(Beginning of Given entries)

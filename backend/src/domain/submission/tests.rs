//! State machine coverage for registration submission.

use super::*;
use crate::domain::locality::LocalityCatalogue;
use crate::domain::ports::{
    CaptchaVerifierError, FixtureCaptchaVerifier, FixtureRegistrationApi, MockCaptchaVerifier,
    MockRegistrationApi,
};
use crate::domain::test_fixtures::{FixtureClock, valid_draft};
use async_trait::async_trait;
use rstest::rstest;
use tokio::sync::Notify;

type Submission = RegistrationSubmission<dyn CaptchaVerifier, dyn RegistrationApi>;

fn build(
    draft: RegistrationDraft,
    captcha: Arc<dyn CaptchaVerifier>,
    registration: Arc<dyn RegistrationApi>,
    clock: Arc<FixtureClock>,
) -> Submission {
    let form = RegistrationForm::new(Arc::new(LocalityCatalogue::builtin()), clock.clone())
        .with_draft(draft);
    RegistrationSubmission::new(form, captcha, registration, clock)
}

fn accepting_captcha() -> MockCaptchaVerifier {
    let mut captcha = MockCaptchaVerifier::new();
    captcha.expect_verify().times(1).return_once(|_| Ok(true));
    captcha
}

fn api_answering(
    result: Result<RegistrationReceipt, RegistrationApiError>,
) -> MockRegistrationApi {
    let mut api = MockRegistrationApi::new();
    api.expect_register().times(1).return_once(move |_| result);
    api
}

fn submission_with(
    captcha: MockCaptchaVerifier,
    api: MockRegistrationApi,
) -> (Submission, Arc<FixtureClock>) {
    let clock = Arc::new(FixtureClock::new());
    let submission = build(valid_draft(), Arc::new(captcha), Arc::new(api), clock.clone());
    (submission, clock)
}

fn expect_failure(outcome: SubmitOutcome) -> SubmissionFailure {
    match outcome {
        SubmitOutcome::Failed(failure) => failure,
        other => panic!("expected failure, got {other:?}"),
    }
}

#[tokio::test]
async fn successful_submission_resets_the_draft() {
    let mut api = MockRegistrationApi::new();
    api.expect_register()
        .withf(|payload| payload.phone() == "+543511234567" && payload.first_name() == "Juan")
        .times(1)
        .return_once(|_| Ok(RegistrationReceipt::accepted()));
    let (submission, _clock) = submission_with(accepting_captcha(), api);

    let outcome = submission.submit().await;

    let confirmation = match outcome {
        SubmitOutcome::Registered(confirmation) => confirmation,
        other => panic!("expected registration, got {other:?}"),
    };
    assert_eq!(confirmation.first_name, "Juan");
    assert!(!confirmation.duplicate);
    assert_eq!(confirmation.location(), "/registro-exitoso?nombre=Juan");
    assert_eq!(submission.state(), SubmissionState::Success);
    assert_eq!(submission.draft(), RegistrationDraft::new());
    assert!(submission.draft().captcha_token.is_empty());
}

#[tokio::test]
async fn invalid_draft_never_reaches_the_network() {
    let clock = Arc::new(FixtureClock::new());
    let mut draft = valid_draft();
    draft.terms_accepted = false;
    let submission = build(
        draft,
        Arc::new(MockCaptchaVerifier::new()),
        Arc::new(MockRegistrationApi::new()),
        clock,
    );

    let outcome = submission.submit().await;

    let errors = match outcome {
        SubmitOutcome::Invalid(errors) => errors,
        other => panic!("expected validation errors, got {other:?}"),
    };
    assert!(errors.contains(FormField::TermsAccepted));
    assert_eq!(submission.state(), SubmissionState::Idle);
    assert_eq!(submission.errors(), errors);
}

#[tokio::test]
async fn rejected_captcha_skips_registration() {
    let mut captcha = MockCaptchaVerifier::new();
    captcha.expect_verify().times(1).return_once(|_| Ok(false));
    let (submission, _clock) = submission_with(captcha, MockRegistrationApi::new());

    let failure = expect_failure(submission.submit().await);

    assert_eq!(failure.reason, FailureReason::CaptchaRejected);
    assert_eq!(failure.banner, None);
    assert_eq!(failure.message(), CAPTCHA_REJECTED_MESSAGE);
    assert_eq!(
        submission.errors().get(FormField::Captcha),
        Some(CAPTCHA_REJECTED_MESSAGE)
    );
    assert_eq!(submission.state(), SubmissionState::Failed);
    assert!(submission.banner().is_none());
}

#[tokio::test]
async fn captcha_service_errors_are_reported_on_the_field() {
    let mut captcha = MockCaptchaVerifier::new();
    captcha
        .expect_verify()
        .times(1)
        .return_once(|_| Err(CaptchaVerifierError::timeout("deadline elapsed")));
    let (submission, _clock) = submission_with(captcha, MockRegistrationApi::new());

    let failure = expect_failure(submission.submit().await);

    assert_eq!(failure.reason, FailureReason::CaptchaUnavailable);
    assert_eq!(
        submission.errors().get(FormField::Captcha),
        Some(CAPTCHA_UNAVAILABLE_MESSAGE)
    );
}

#[rstest]
#[case("El DNI ya se encuentra registrado")]
#[case("DUPLICATE registration")]
#[tokio::test]
async fn duplicate_registration_counts_as_success(#[case] message: &str) {
    let api = api_answering(Ok(RegistrationReceipt::declined(message)));
    let (submission, _clock) = submission_with(accepting_captcha(), api);

    let outcome = submission.submit().await;

    assert_eq!(
        outcome,
        SubmitOutcome::Registered(Confirmation {
            first_name: "Juan".into(),
            duplicate: true,
        })
    );
    assert_eq!(submission.state(), SubmissionState::Success);
    assert_eq!(submission.draft(), RegistrationDraft::new());
}

#[tokio::test]
async fn disabled_policy_surfaces_duplicates_as_failures() {
    let api = api_answering(Ok(RegistrationReceipt::declined("ya existe")));
    let (submission, _clock) = submission_with(accepting_captcha(), api);
    let submission = submission.with_policy(DuplicateRegistrationPolicy::disabled());

    let failure = expect_failure(submission.submit().await);
    assert_eq!(failure.reason, FailureReason::Rejected);
    assert_eq!(failure.banner.as_deref(), Some("ya existe"));
}

#[tokio::test]
async fn banner_expires_after_eight_seconds() {
    let api = api_answering(Ok(RegistrationReceipt::declined("Padrón cerrado")));
    let (submission, clock) = submission_with(accepting_captcha(), api);

    let failure = expect_failure(submission.submit().await);
    assert_eq!(failure.banner.as_deref(), Some("Padrón cerrado"));
    assert_eq!(
        submission.banner().map(|banner| banner.message),
        Some("Padrón cerrado".to_owned())
    );

    clock.advance(TimeDelta::seconds(7));
    assert!(submission.banner().is_some());

    clock.advance(TimeDelta::seconds(1));
    assert!(submission.banner().is_none());
    assert_eq!(
        submission.state(),
        SubmissionState::Failed,
        "banner expiry does not change the state"
    );
}

#[rstest]
#[case(
    Ok(RegistrationReceipt { success: false, message: None }),
    FailureReason::Rejected,
    UNKNOWN_REJECTION_MESSAGE
)]
#[case(
    Err(RegistrationApiError::transport("connection refused")),
    FailureReason::Network,
    NETWORK_FAILURE_MESSAGE
)]
#[case(
    Err(RegistrationApiError::timeout("deadline elapsed")),
    FailureReason::Network,
    NETWORK_FAILURE_MESSAGE
)]
#[case(
    Err(RegistrationApiError::status(500_u16, "internal")),
    FailureReason::Unexpected,
    GENERIC_FAILURE_MESSAGE
)]
#[tokio::test]
async fn registration_failures_raise_a_banner(
    #[case] result: Result<RegistrationReceipt, RegistrationApiError>,
    #[case] reason: FailureReason,
    #[case] banner: &str,
) {
    let (submission, _clock) = submission_with(accepting_captcha(), api_answering(result));

    let failure = expect_failure(submission.submit().await);

    assert_eq!(failure.reason, reason);
    assert_eq!(failure.banner.as_deref(), Some(banner));
    assert!(failure.field_errors.is_empty());
    assert_eq!(submission.state(), SubmissionState::Failed);
    assert_ne!(
        submission.draft(),
        RegistrationDraft::new(),
        "failed submissions keep the draft"
    );
}

#[tokio::test]
async fn captcha_rejection_from_the_api_marks_the_captcha_field() {
    let api = api_answering(Ok(RegistrationReceipt::declined("Captcha inválido")));
    let (submission, _clock) = submission_with(accepting_captcha(), api);

    let failure = expect_failure(submission.submit().await);

    assert_eq!(failure.banner.as_deref(), Some(GENERIC_FAILURE_MESSAGE));
    assert_eq!(
        failure.field_errors.get(FormField::Captcha),
        Some(CAPTCHA_UNAVAILABLE_MESSAGE)
    );
    assert_eq!(
        submission.errors().get(FormField::Captcha),
        Some(CAPTCHA_UNAVAILABLE_MESSAGE)
    );
}

#[tokio::test]
async fn acknowledging_a_failure_returns_to_idle() {
    let api = api_answering(Err(RegistrationApiError::transport("offline")));
    let (submission, _clock) = submission_with(accepting_captcha(), api);
    submission.submit().await;

    submission.acknowledge_failure();

    assert_eq!(submission.state(), SubmissionState::Idle);
    assert!(submission.banner().is_none());
}

#[tokio::test]
async fn failed_submission_can_be_retried() {
    let mut captcha = MockCaptchaVerifier::new();
    captcha.expect_verify().times(2).returning(|_| Ok(true));
    let mut api = MockRegistrationApi::new();
    let mut answers = vec![
        Ok(RegistrationReceipt::accepted()),
        Err(RegistrationApiError::transport("offline")),
    ];
    api.expect_register()
        .times(2)
        .returning(move |_| answers.pop().expect("two answers"));
    let (submission, _clock) = submission_with(captcha, api);

    expect_failure(submission.submit().await);
    let outcome = submission.submit().await;

    assert!(matches!(outcome, SubmitOutcome::Registered(_)));
}

#[derive(Default)]
struct GatedVerifier {
    entered: Notify,
    release: Notify,
}

#[async_trait]
impl CaptchaVerifier for GatedVerifier {
    async fn verify(&self, _token: &CaptchaToken) -> Result<bool, CaptchaVerifierError> {
        self.entered.notify_one();
        self.release.notified().await;
        Ok(true)
    }
}

#[tokio::test]
async fn only_one_submission_runs_at_a_time() {
    let verifier = Arc::new(GatedVerifier::default());
    let submission = Arc::new(build(
        valid_draft(),
        verifier.clone(),
        Arc::new(FixtureRegistrationApi::default()),
        Arc::new(FixtureClock::new()),
    ));

    let running = tokio::spawn({
        let submission = Arc::clone(&submission);
        async move { submission.submit().await }
    });
    verifier.entered.notified().await;

    assert_eq!(submission.state(), SubmissionState::VerifyingCaptcha);
    assert!(!submission.can_submit());
    assert_eq!(submission.submit().await, SubmitOutcome::AlreadyInFlight);

    verifier.release.notify_one();
    let outcome = running.await.expect("submission task");
    assert!(matches!(outcome, SubmitOutcome::Registered(_)));
    assert!(submission.can_submit());
}

#[tokio::test]
async fn edits_during_flight_do_not_change_the_submitted_payload() {
    let verifier = Arc::new(GatedVerifier::default());
    let mut api = MockRegistrationApi::new();
    api.expect_register()
        .withf(|payload| payload.first_name() == "Juan")
        .times(1)
        .return_once(|_| Ok(RegistrationReceipt::accepted()));
    let submission = Arc::new(build(
        valid_draft(),
        verifier.clone(),
        Arc::new(api),
        Arc::new(FixtureClock::new()),
    ));

    let running = tokio::spawn({
        let submission = Arc::clone(&submission);
        async move { submission.submit().await }
    });
    verifier.entered.notified().await;
    submission.change(FieldUpdate::FirstName("Pedro".into()));
    verifier.release.notify_one();

    let outcome = running.await.expect("submission task");
    assert!(matches!(
        outcome,
        SubmitOutcome::Registered(Confirmation { ref first_name, .. }) if first_name == "Juan"
    ));
}

#[tokio::test]
async fn fixture_rejecting_verifier_fails_the_submission() {
    let submission = build(
        valid_draft(),
        Arc::new(FixtureCaptchaVerifier::rejecting()),
        Arc::new(FixtureRegistrationApi::default()),
        Arc::new(FixtureClock::new()),
    );

    let failure = expect_failure(submission.submit().await);
    assert_eq!(failure.reason, FailureReason::CaptchaRejected);
}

(End of Given entries)

Working from the records above, write out verbatim only the lines from the line containing "let confirmation = match" through the line containing "Some(CAPTCHA_REJECTED_MESSAGE)".

** Exercise answer **
    let confirmation = match outcome {
        SubmitOutcome::Registered(confirmation) => confirmation,
        other => panic!("expected registration, got {other:?}"),
    };
    assert_eq!(confirmation.first_name, "Juan");
    assert!(!confirmation.duplicate);
    assert_eq!(confirmation.location(), "/registro-exitoso?nombre=Juan");
    assert_eq!(submission.state(), SubmissionState::Success);
    assert_eq!(submission.draft(), RegistrationDraft::new());
    assert!(submission.draft().captcha_token.is_empty());
}

#[tokio::test]
async fn invalid_draft_never_reaches_the_network() {
    let clock = Arc::new(FixtureClock::new());
    let mut draft = valid_draft();
    draft.terms_accepted = false;
    let submission = build(
        draft,
        Arc::new(MockCaptchaVerifier::new()),
        Arc::new(MockRegistrationApi::new()),
        clock,
    );

    let outcome = submission.submit().await;

    let errors = match outcome {
        SubmitOutcome::Invalid(errors) => errors,
        other => panic!("expected validation errors, got {other:?}"),
    };
    assert!(errors.contains(FormField::TermsAccepted));
    assert_eq!(submission.state(), SubmissionState::Idle);
    assert_eq!(submission.errors(), errors);
}

#[tokio::test]
async fn rejected_captcha_skips_registration() {
    let mut captcha = MockCaptchaVerifier::new();
    captcha.expect_verify().times(1).return_once(|_| Ok(false));
    let (submission, _clock) = submission_with(captcha, MockRegistrationApi::new());

    let failure = expect_failure(submission.submit().await);

    assert_eq!(failure.reason, FailureReason::CaptchaRejected);
    assert_eq!(failure.banner, None);
    assert_eq!(failure.message(), CAPTCHA_REJECTED_MESSAGE);
    assert_eq!(
        submission.errors().get(FormField::Captcha),
        Some(CAPTCHA_REJECTED_MESSAGE)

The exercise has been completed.